Hartono mengatakan setiap satwa yang berkonflik dengan masyarakat tersebut langsung diatasi oleh petugas yang kemudian dilepasliarkan ke habitat aslinya. Namun, sebelum itu diperiksa tim medis BKSDA terlebih dahulu untuk memastikan kondisi kesehatan satwa.

Apabila satwa yang berkonflik tidak layak untuk dilepasliarkan misalnya karena sudah terlalu lama dipelihara oleh masyarakat, maka BKSDA melakukan tahapan rehabilitasi hingga sifat liar hewan itu kembali seperti semula.
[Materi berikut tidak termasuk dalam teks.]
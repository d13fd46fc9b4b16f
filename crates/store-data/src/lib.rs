//! Content-store access for the storefront.
//!
//! A small HTTP client with a pluggable [`Transport`], plus
//! [`ContentStoreCatalog`], which implements the storefront's
//! [`CatalogReader`](store_commerce::catalog::CatalogReader) over the hosted
//! content store's query endpoint.
//!
//! # Example
//!
//! ```rust,no_run
//! use store_commerce::catalog::CatalogReader;
//! use store_data::{ContentStoreCatalog, ContentStoreConfig};
//!
//! # async fn run() -> Result<(), Box<dyn std::error::Error>> {
//! let mut config = ContentStoreConfig::new("abc123", "production");
//! config.apply_env();
//!
//! let catalog = ContentStoreCatalog::connect(config)?;
//! let chairs = catalog.list_by_category("Chair").await?;
//! println!("{} chairs", chairs.len());
//! # Ok(())
//! # }
//! ```

mod catalog;
mod client;
mod config;
mod error;
pub mod groq;
mod request;
mod response;
mod transport;

pub use catalog::ContentStoreCatalog;
pub use client::{ClientRequestBuilder, FetchClient};
pub use config::{ContentStoreConfig, DEFAULT_API_VERSION, DEFAULT_DOCUMENT_TYPE, DEFAULT_TOKEN_ENV};
pub use error::FetchError;
pub use request::{Method, RequestBuilder};
pub use response::Response;
pub use transport::{HttpTransport, Transport, DEFAULT_TIMEOUT};

/// Prelude for convenient imports.
pub mod prelude {
    pub use crate::{
        ContentStoreCatalog, ContentStoreConfig, FetchClient, FetchError, Method, Response,
        Transport,
    };
}
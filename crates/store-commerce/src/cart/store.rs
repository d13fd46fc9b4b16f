//! Session cart handle shared between views.

use std::cell::{Ref, RefCell};
use std::rc::Rc;

use crate::cart::{Cart, CartSummary};
use crate::catalog::Product;
use crate::ids::{ProductId, SessionId};

/// Owner of one session's cart.
///
/// Views receive a clone of the store when they are built; every clone
/// points at the same cart. The handle is deliberately `!Send`: the cart
/// belongs to a single event loop and mutations run one at a time, in the
/// order they are dispatched.
#[derive(Debug, Clone)]
pub struct CartStore {
    session_id: SessionId,
    cart: Rc<RefCell<Cart>>,
}

impl CartStore {
    /// Start a session with an empty cart.
    pub fn new() -> Self {
        Self::for_session(SessionId::generate())
    }

    /// Start a named session with an empty cart.
    pub fn for_session(session_id: SessionId) -> Self {
        tracing::debug!(session_id = %session_id, "cart session started");
        Self {
            session_id,
            cart: Rc::new(RefCell::new(Cart::new())),
        }
    }

    /// Session this store belongs to.
    pub fn session_id(&self) -> &SessionId {
        &self.session_id
    }

    /// Add one unit of a product.
    pub fn add_to_cart(&self, product: &Product) {
        let quantity = {
            let mut cart = self.cart.borrow_mut();
            cart.add_to_cart(product);
            cart.quantity_of(&product.id)
        };
        tracing::debug!(
            session_id = %self.session_id,
            product_id = %product.id,
            quantity,
            "added to cart"
        );
    }

    /// Change a line's quantity by `delta`, flooring at 1.
    pub fn update_quantity(&self, product_id: &ProductId, delta: i64) {
        let quantity = {
            let mut cart = self.cart.borrow_mut();
            cart.update_quantity(product_id, delta);
            cart.quantity_of(product_id)
        };
        tracing::debug!(
            session_id = %self.session_id,
            product_id = %product_id,
            delta,
            quantity,
            "cart quantity updated"
        );
    }

    /// Remove a product's line.
    pub fn remove_from_cart(&self, product_id: &ProductId) {
        self.cart.borrow_mut().remove_from_cart(product_id);
        tracing::debug!(session_id = %self.session_id, product_id = %product_id, "removed from cart");
    }

    /// Borrow the current cart.
    ///
    /// Drop the guard before calling a mutator.
    pub fn cart(&self) -> Ref<'_, Cart> {
        self.cart.borrow()
    }

    /// Copy of the current cart.
    pub fn snapshot(&self) -> Cart {
        self.cart.borrow().clone()
    }

    /// Pricing breakdown of the current cart.
    pub fn summary(&self) -> CartSummary {
        CartSummary::of(&self.cart.borrow())
    }

    /// Number of distinct products in the cart.
    pub fn line_count(&self) -> usize {
        self.cart.borrow().line_count()
    }

    /// Sum of quantities in the cart.
    pub fn total_quantity(&self) -> u64 {
        self.cart.borrow().total_quantity()
    }
}

impl Default for CartStore {
    fn default() -> Self {
        Self::new()
    }
}

#[cfg(test)]
mod tests {
    use super::*;
    use crate::money::{Currency, Money};

    #[test]
    fn test_clones_share_one_cart() {
        let store = CartStore::new();
        let listing_handle = store.clone();
        let checkout_handle = store.clone();
        let shirt = Product::new("s", "Shirt", Money::new(1500, Currency::USD));

        listing_handle.add_to_cart(&shirt);
        checkout_handle.update_quantity(&shirt.id, 2);

        assert_eq!(store.total_quantity(), 3);
        assert_eq!(store.session_id(), checkout_handle.session_id());

        checkout_handle.remove_from_cart(&shirt.id);
        assert!(listing_handle.cart().is_empty());
    }

    #[test]
    fn test_snapshot_is_detached() {
        let store = CartStore::for_session(SessionId::new("s-1"));
        let hat = Product::new("h", "Hat", Money::new(900, Currency::USD));
        store.add_to_cart(&hat);

        let before = store.snapshot();
        store.add_to_cart(&hat);

        assert_eq!(before.quantity_of(&hat.id), 1);
        assert_eq!(store.cart().quantity_of(&hat.id), 2);
        assert_eq!(store.summary().subtotal.amount_cents, 1800);
    }
}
Hal ini penting dilakukan guna memastikan satwa bisa bertahan di habitat asli setelah menjalani masa rehabilitasi.

"Jadi, tim medis akan memeriksa kesehatan satwa dulu untuk memastikan apakah bisa dilepasliarkan atau tidak," kata Hartono.

Ia menyebutkan dari 17 kejadian konflik tersebut 10 di antaranya melibatkan harimau sumatra (Panthera tigris sumatrae). Sisanya merupakan kucing mas (Caracal aurata), beruang madu (Helarctos malayanus), tapir (Tapirus), dan macan dahan (Neofelis nebulosa).

Menurut dia, ada banyak faktor bisa menyebabkan seekor satwa keluar dari habitat alaminya ke permukiman warga, di antaranya menipisnya ketersediaan bahan makanan, perburuan liar, perusakan atau pembukaan kawasan hutan secara ilegal.

"Munculnya satwa ke permukiman warga juga bisa disebabkan oleh adanya semacam pancingan tidak langsung oleh masyarakat. Sebagai contoh, sisa-sisa makanan berupa daging yang dibuang ke aliran sungai sehingga tercium dan merangsang satwa tertentu untuk mencarinya," kata dia.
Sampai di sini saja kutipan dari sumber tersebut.